*Exercise requirements:* Set down the entries once more exactly as they were written.

(Stored data entries)

....

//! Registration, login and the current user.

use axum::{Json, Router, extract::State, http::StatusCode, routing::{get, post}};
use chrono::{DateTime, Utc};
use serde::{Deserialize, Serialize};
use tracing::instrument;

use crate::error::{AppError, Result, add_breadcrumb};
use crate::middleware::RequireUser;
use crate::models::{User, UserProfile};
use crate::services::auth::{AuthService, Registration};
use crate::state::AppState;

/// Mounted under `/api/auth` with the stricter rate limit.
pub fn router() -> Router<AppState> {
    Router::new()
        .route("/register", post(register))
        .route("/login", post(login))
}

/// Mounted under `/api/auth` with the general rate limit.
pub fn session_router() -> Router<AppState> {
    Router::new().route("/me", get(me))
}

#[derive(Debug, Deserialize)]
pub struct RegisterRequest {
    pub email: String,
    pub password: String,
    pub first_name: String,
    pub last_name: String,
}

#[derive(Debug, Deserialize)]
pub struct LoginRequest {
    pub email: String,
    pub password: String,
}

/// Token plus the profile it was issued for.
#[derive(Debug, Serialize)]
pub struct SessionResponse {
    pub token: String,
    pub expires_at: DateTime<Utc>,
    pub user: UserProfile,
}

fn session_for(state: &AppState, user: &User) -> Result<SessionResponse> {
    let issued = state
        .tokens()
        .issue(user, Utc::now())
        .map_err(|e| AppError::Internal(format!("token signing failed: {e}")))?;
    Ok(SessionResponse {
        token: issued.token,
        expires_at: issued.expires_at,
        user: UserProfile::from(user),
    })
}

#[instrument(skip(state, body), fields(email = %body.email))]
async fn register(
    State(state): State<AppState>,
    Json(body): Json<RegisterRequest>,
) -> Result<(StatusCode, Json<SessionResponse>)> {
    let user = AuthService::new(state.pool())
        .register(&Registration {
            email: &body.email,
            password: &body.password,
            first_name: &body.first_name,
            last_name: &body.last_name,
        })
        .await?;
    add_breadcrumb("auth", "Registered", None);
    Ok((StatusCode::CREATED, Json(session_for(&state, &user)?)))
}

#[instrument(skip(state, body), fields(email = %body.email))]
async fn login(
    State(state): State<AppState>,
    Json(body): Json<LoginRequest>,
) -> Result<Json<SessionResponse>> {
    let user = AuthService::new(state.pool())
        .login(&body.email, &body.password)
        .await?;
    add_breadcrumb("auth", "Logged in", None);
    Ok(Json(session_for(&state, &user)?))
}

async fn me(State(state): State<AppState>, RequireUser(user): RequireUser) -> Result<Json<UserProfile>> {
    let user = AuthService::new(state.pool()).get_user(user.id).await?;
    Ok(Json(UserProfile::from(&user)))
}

....

*Response to the exercise:*
//! Registration, login and the current user.

use axum::{Json, Router, extract::State, http::StatusCode, routing::{get, post}};
use chrono::{DateTime, Utc};
use serde::{Deserialize, Serialize};
use tracing::instrument;

use crate::error::{AppError, Result, add_breadcrumb};
use crate::middleware::RequireUser;
use crate::models::{User, UserProfile};
use crate::services::auth::{AuthService, Registration};
use crate::state::AppState;

/// Mounted under `/api/auth` with the stricter rate limit.
pub fn router() -> Router<AppState> {
    Router::new()
        .route("/register", post(register))
        .route("/login", post(login))
}

/// Mounted under `/api/auth` with the general rate limit.
pub fn session_router() -> Router<AppState> {
    Router::new().route("/me", get(me))
}

#[derive(Debug, Deserialize)]
pub struct RegisterRequest {
    pub email: String,
    pub password: String,
    pub first_name: String,
    pub last_name: String,
}

#[derive(Debug, Deserialize)]
pub struct LoginRequest {
    pub email: String,
    pub password: String,
}

/// Token plus the profile it was issued for.
#[derive(Debug, Serialize)]
pub struct SessionResponse {
    pub token: String,
    pub expires_at: DateTime<Utc>,
    pub user: UserProfile,
}

fn session_for(state: &AppState, user: &User) -> Result<SessionResponse> {
    let issued = state
        .tokens()
        .issue(user, Utc::now())
        .map_err(|e| AppError::Internal(format!("token signing failed: {e}")))?;
    Ok(SessionResponse {
        token: issued.token,
        expires_at: issued.expires_at,
        user: UserProfile::from(user),
    })
}

#[instrument(skip(state, body), fields(email = %body.email))]
async fn register(
    State(state): State<AppState>,
    Json(body): Json<RegisterRequest>,
) -> Result<(StatusCode, Json<SessionResponse>)> {
    let user = AuthService::new(state.pool())
        .register(&Registration {
            email: &body.email,
            password: &body.password,
            first_name: &body.first_name,
            last_name: &body.last_name,
        })
        .await?;
    add_breadcrumb("auth", "Registered", None);
    Ok((StatusCode::CREATED, Json(session_for(&state, &user)?)))
}

#[instrument(skip(state, body), fields(email = %body.email))]
async fn login(
    State(state): State<AppState>,
    Json(body): Json<LoginRequest>,
) -> Result<Json<SessionResponse>> {
    let user = AuthService::new(state.pool())
        .login(&body.email, &body.password)
        .await?;
    add_breadcrumb("auth", "Logged in", None);
    Ok(Json(session_for(&state, &user)?))
}

async fn me(State(state): State<AppState>, RequireUser(user): RequireUser) -> Result<Json<UserProfile>> {
    let user = AuthService::new(state.pool()).get_user(user.id).await?;
    Ok(Json(UserProfile::from(&user)))
}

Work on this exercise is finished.